Drought- and deer-resistant plants keep this Willow Creek landscape beautiful year round
Sunday, December 6, 2020

“Between the deer and the environment” is Charlotte Evans’ description of challenges facing their front-yard landscape in Willow Creek. Designed and built by her husband Cecil, the landscape project was intended to control water runoff over an extensive lawn after heavy rains. Like any serious gardener in Central Texas, Cecil is still experimenting with plantings and their preferences, while managing browsing by the neighborhood deer. The Evans home, on Rolling Oaks near Stagecoach Trail, is Spring Lake Garden Club’s yard of the month for December 2020.

The Evanses have enjoyed their home for 20 years, with a back yard adjoining Willow Creek itself, but water runoff from higher elevations on the far side of the street and the street itself needed to be tamed. So Cecil used rectangular stones to construct a series of connected freeform planting beds across the middle of the lawn, to redirect rainwater around the house and down the driveway. These new planting areas, under large trees, were initially covered with 30 yards of mulch, but one extreme storm with eight inches of rain washed mulch out of the beds and downhill toward the creek. Cecil planted ground covers to stabilize soil in the beds, but local deer developed a taste for the low-growing vinca and Asian jasmine, and now a single clump of Carolina jessamine still survives. (Note that unlike Asian jasmine, Carolina is not actually a true jasmine and is in a different genus.) Other plantings still growing in the beds are feather grasses thriving near large, decorative rocks found on the property. These wispy grasses look delicate but are tough and can endure drought. Other bedding plants include an unusual white flowered sage and a number of rosemary plants. Although resistant to deer, rosemary may refuse to thrive in some locations, sometimes because it prefers a sunnier spot or its roots are too wet.
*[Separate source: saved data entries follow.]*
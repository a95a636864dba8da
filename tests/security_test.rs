// ABOUTME: Security tests for catalog names, endpoint configuration, and run directory reuse
// ABOUTME: Validates protection against path traversal, self-migration, and mixing runs

mod common;

use clickhouse_seren_migrator::checkpoint::RunManifest;
use clickhouse_seren_migrator::commands::{self, ExportTarget};
use clickhouse_seren_migrator::config::{ConfigOverrides, MigrationConfig};
use clickhouse_seren_migrator::unit::{QualifiedName, UnitState};
use common::{context, test_config, MemoryEndpoint};
use std::io::Write;
use tempfile::tempdir;

// ============================================================================
// Path Traversal Prevention Tests
// ============================================================================

#[tokio::test]
async fn test_table_name_cannot_escape_run_directory() {
    let dir = tempdir().unwrap();
    let run_dir = dir.path().join("run");
    let source = MemoryEndpoint::new("source");
    source.add_database("sales");
    source.add_table("sales", "orders", 3);
    source.add_table("sales", "../escape", 3);
    source.add_table("sales", "..", 3);

    let ctx = context(test_config(&run_dir), Some(source), None, None).await;
    let summary = commands::export(ctx.clone(), ExportTarget::All).await.unwrap();

    let escape = QualifiedName::new("sales", "../escape");
    let dotdot = QualifiedName::new("sales", "..");
    assert!(summary.failed_units.contains(&escape));
    assert!(summary.failed_units.contains(&dotdot));
    assert_eq!(summary.failed_units.len(), 2);
    assert_eq!(
        ctx.store.current_state(&QualifiedName::new("sales", "orders")),
        Some(UnitState::DataExported)
    );

    // Nothing landed beside or above the run directory
    assert!(!run_dir.join("escape").exists());
    assert!(!dir.path().join("escape").exists());
    assert!(!run_dir.join("schema.ddl").exists());
}

#[tokio::test]
async fn test_reserved_database_names_are_rejected() {
    let dir = tempdir().unwrap();
    let source = MemoryEndpoint::new("source");
    source.add_database("checkpoint.log");
    source.add_database("access_control");
    source.add_database("sales");

    let ctx = context(test_config(dir.path()), Some(source), None, None).await;
    let summary = commands::export(ctx.clone(), ExportTarget::All).await.unwrap();

    assert_eq!(summary.failed_units.len(), 2);
    assert!(summary
        .failed_units
        .contains(&QualifiedName::database("checkpoint.log")));
    assert!(summary
        .failed_units
        .contains(&QualifiedName::database("access_control")));
    // The checkpoint log is still a file, not a directory
    assert!(std::fs::metadata(ctx.store.path()).unwrap().is_file());
    assert!(!dir.path().join("access_control/schema.ddl").exists());
}

// ============================================================================
// Endpoint Configuration Tests
// ============================================================================

#[test]
fn test_non_http_endpoints_are_rejected() {
    for url in [
        "postgresql://localhost:5432/db",
        "clickhouse://localhost:9000",
        "localhost:8123",
        "",
    ] {
        let result = MigrationConfig::load(
            None,
            ConfigOverrides {
                source: Some(url.to_string()),
                ..ConfigOverrides::default()
            },
        );
        assert!(result.is_err(), "accepted {:?}", url);
    }
}

#[test]
fn test_source_and_destination_must_differ() {
    let result = MigrationConfig::load(
        None,
        ConfigOverrides {
            source: Some("http://CH-1.internal".to_string()),
            destination: Some("http://ch-1.internal:8123".to_string()),
            ..ConfigOverrides::default()
        },
    );
    let err = result.unwrap_err();
    assert!(format!("{:#}", err).contains("same server"));
}

#[test]
fn test_unknown_config_keys_are_rejected() {
    let mut file = tempfile::NamedTempFile::new().unwrap();
    writeln!(
        file,
        "[source]\nurl = \"http://a:8123\"\npasword = \"typo\"\n"
    )
    .unwrap();
    assert!(MigrationConfig::load(Some(file.path()), ConfigOverrides::default()).is_err());
}

// ============================================================================
// Run Directory Reuse Tests
// ============================================================================

#[test]
fn test_run_directory_is_bound_to_its_source() {
    let dir = tempdir().unwrap();
    let path = dir.path().join("run.json");

    RunManifest::load_or_create(&path, RunManifest::new("http://a:8123", None)).unwrap();
    assert!(RunManifest::load_or_create(&path, RunManifest::new("http://a:8123", None)).is_ok());

    let err = RunManifest::load_or_create(&path, RunManifest::new("http://b:8123", None)).unwrap_err();
    assert!(err.to_string().contains("different source"));
}

#[test]
fn test_run_directory_is_bound_to_its_destination() {
    let dir = tempdir().unwrap();
    let path = dir.path().join("run.json");

    RunManifest::load_or_create(&path, RunManifest::new("http://a:8123", Some("http://b:8123"))).unwrap();
    let err = RunManifest::load_or_create(&path, RunManifest::new("http://a:8123", Some("http://c:8123")))
        .unwrap_err();
    assert!(err.to_string().contains("different destination"));
}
Sections of the planting beds receive more shade than others, so finding locations for different plants is part of this landscape experiment.

One standout plant filling the end of one bed is Gregg’s mist flower, whose lavender blooms have been a magnet for butterflies until mid-November. When first planted, the flower buds were nibbled off by deer before they could bloom, so Cecil surrounded the plants with a low wire enclosure, which deters deer (and ironically appears to keep the plants from escaping). Cecil found these highly successful native plants at C&J Greenhouses in Martindale. A long planting area near the front porch also hosts swarms of butterflies, attracted by blooming clumps of deep red salvia greggii and blue sage, both ignored by deer.

Other plants undisturbed by browsers are shrimp plants at one side of the house, so named because of the shape and color of their blooms, a gray-leaved cenizo (Texas sage) shrub near the entrance and a sago palm at the opposite side. Note that this plant is poisonous to animals (and therefore shunned by deer), so pets should be dissuaded from contact with it. Several small mountain laurels, all started from seed, are filling in an area near the driveway and will offer perennial green against the pale rock of the house. Other year-round green is provided in a line of sheared boxwood plants along the front porch perimeter near the house entrance. Against all odds, including neighborhood deer, Cecil Evans continues to improve and adjust plantings in front yard beds designed to manage water runoff, but which also showcase adaptable native plants in all seasons.